Task brief:
Of all the lines in the material, how many carry the string "filename"? Respond with the number by itself.
○ ○ ○
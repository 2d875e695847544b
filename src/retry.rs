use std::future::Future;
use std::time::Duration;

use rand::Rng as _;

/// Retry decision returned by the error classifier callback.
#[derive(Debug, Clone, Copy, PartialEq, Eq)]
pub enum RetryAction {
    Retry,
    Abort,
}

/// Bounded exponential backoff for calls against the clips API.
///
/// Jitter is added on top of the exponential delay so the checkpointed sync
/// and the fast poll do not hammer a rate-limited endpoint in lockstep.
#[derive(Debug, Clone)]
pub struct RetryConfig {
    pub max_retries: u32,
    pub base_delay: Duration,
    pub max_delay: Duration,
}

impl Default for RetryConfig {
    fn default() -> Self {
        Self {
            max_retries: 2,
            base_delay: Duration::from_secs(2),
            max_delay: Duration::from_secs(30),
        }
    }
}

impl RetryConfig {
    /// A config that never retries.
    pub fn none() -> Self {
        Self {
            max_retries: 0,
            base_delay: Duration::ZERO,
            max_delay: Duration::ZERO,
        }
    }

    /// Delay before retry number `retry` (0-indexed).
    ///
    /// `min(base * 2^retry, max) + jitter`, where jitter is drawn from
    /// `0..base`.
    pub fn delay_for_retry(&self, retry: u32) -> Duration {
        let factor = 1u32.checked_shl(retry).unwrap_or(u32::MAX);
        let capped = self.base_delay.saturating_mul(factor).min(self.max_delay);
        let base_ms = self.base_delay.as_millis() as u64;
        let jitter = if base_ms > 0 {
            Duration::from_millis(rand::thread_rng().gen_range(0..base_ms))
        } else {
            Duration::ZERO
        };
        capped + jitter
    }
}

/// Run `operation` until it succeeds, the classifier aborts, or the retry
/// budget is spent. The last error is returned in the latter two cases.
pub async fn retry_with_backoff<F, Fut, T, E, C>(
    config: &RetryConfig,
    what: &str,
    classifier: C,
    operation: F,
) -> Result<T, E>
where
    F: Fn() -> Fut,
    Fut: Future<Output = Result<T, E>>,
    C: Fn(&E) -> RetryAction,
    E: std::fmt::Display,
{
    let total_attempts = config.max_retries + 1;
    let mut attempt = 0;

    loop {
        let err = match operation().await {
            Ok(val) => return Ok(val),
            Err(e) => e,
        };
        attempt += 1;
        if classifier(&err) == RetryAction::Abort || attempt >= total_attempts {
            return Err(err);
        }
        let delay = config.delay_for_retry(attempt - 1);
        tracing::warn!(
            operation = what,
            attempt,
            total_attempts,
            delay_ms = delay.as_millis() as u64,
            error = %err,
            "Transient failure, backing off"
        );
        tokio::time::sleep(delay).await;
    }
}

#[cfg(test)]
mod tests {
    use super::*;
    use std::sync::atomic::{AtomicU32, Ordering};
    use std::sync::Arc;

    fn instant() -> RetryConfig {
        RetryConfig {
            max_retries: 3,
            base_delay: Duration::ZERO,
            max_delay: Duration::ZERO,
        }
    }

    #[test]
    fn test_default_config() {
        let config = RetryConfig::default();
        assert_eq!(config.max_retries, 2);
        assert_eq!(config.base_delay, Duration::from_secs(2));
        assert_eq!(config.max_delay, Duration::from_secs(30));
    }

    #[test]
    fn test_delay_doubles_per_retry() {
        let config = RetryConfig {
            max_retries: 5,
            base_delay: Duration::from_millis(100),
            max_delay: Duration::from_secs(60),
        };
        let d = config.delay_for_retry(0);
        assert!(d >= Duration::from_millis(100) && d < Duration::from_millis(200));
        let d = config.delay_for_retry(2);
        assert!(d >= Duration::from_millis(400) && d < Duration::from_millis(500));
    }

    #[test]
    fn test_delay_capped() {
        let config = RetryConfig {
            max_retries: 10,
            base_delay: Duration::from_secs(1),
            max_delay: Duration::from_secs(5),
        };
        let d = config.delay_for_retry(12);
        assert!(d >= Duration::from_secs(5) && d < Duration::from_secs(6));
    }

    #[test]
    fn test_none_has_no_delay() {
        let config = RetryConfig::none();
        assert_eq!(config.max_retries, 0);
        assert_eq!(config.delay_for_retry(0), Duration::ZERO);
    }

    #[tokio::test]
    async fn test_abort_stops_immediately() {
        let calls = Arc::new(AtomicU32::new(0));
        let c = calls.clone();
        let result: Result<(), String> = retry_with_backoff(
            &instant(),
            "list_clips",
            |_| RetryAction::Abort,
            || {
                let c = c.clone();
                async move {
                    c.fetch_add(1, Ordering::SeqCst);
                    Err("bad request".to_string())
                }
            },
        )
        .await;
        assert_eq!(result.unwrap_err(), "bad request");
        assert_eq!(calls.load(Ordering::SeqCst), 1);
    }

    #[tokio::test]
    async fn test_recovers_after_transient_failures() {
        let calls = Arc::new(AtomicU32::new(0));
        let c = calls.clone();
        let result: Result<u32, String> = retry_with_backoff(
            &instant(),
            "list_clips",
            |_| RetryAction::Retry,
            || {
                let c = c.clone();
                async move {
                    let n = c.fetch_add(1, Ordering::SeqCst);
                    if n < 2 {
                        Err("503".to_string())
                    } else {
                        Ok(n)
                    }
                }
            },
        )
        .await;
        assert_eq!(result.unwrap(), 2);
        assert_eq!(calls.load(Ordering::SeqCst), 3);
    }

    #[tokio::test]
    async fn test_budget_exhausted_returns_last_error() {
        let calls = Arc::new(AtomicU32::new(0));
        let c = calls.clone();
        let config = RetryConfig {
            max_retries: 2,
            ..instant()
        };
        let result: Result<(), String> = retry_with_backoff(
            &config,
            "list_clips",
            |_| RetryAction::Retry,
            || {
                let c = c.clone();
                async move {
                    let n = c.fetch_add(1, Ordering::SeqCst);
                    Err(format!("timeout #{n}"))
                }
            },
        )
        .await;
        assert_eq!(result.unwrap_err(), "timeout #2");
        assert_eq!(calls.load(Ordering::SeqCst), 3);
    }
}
○ ○ ○
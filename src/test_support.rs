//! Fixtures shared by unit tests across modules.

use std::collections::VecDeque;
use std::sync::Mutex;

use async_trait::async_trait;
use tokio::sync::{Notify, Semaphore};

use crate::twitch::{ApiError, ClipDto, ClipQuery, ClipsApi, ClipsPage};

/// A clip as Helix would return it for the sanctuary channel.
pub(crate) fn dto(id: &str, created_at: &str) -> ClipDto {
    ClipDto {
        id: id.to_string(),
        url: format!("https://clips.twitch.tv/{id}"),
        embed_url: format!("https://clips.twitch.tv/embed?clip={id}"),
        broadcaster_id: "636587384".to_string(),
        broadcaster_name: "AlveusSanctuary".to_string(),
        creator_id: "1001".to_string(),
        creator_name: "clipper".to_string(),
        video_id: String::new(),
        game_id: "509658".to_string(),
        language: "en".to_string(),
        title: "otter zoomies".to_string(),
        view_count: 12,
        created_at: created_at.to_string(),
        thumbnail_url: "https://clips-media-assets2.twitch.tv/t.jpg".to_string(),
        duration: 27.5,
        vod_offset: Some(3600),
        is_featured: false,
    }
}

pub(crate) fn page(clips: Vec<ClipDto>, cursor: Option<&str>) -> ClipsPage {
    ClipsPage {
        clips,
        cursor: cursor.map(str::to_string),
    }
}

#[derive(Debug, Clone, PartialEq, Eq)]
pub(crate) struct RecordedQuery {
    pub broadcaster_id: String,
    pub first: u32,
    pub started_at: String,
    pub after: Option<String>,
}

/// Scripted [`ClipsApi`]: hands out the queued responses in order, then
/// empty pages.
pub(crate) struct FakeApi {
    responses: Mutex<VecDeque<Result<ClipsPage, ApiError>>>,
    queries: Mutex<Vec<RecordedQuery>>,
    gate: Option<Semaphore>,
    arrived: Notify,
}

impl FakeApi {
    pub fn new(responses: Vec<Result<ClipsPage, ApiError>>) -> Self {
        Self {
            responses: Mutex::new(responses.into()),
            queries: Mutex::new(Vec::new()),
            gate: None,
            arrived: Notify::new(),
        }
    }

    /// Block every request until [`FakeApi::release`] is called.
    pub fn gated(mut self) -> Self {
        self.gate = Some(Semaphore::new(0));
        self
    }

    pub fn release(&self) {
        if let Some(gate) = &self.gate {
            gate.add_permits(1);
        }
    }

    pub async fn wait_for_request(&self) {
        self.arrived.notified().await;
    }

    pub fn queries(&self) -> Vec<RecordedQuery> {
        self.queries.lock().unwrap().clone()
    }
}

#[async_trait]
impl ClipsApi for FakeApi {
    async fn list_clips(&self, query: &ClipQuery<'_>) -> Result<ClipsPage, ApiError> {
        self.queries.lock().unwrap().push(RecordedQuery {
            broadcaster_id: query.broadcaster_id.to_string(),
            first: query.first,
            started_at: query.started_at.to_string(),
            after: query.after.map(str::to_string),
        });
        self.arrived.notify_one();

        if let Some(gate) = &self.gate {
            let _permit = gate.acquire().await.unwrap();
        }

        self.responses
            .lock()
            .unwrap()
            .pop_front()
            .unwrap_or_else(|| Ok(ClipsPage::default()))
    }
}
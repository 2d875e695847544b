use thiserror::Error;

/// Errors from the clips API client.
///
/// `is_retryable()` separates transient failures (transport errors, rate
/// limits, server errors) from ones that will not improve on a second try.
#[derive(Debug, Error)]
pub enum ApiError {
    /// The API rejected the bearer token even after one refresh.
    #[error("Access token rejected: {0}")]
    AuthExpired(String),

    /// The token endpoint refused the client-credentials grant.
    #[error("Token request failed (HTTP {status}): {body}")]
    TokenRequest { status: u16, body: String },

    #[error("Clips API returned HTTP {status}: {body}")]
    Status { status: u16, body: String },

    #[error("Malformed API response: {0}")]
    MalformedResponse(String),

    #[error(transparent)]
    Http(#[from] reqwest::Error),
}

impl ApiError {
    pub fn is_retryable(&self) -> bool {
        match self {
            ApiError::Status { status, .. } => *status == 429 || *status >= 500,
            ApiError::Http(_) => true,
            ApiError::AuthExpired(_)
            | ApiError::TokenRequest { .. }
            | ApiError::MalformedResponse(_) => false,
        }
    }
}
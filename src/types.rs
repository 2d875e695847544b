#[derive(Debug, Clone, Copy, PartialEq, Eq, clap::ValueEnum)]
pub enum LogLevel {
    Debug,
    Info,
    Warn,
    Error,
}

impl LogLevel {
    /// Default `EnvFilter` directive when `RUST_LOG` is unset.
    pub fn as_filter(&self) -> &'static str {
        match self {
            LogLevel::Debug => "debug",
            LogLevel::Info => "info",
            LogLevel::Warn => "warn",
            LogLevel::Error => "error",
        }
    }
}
○ ○ ○
Response for this exercise:
3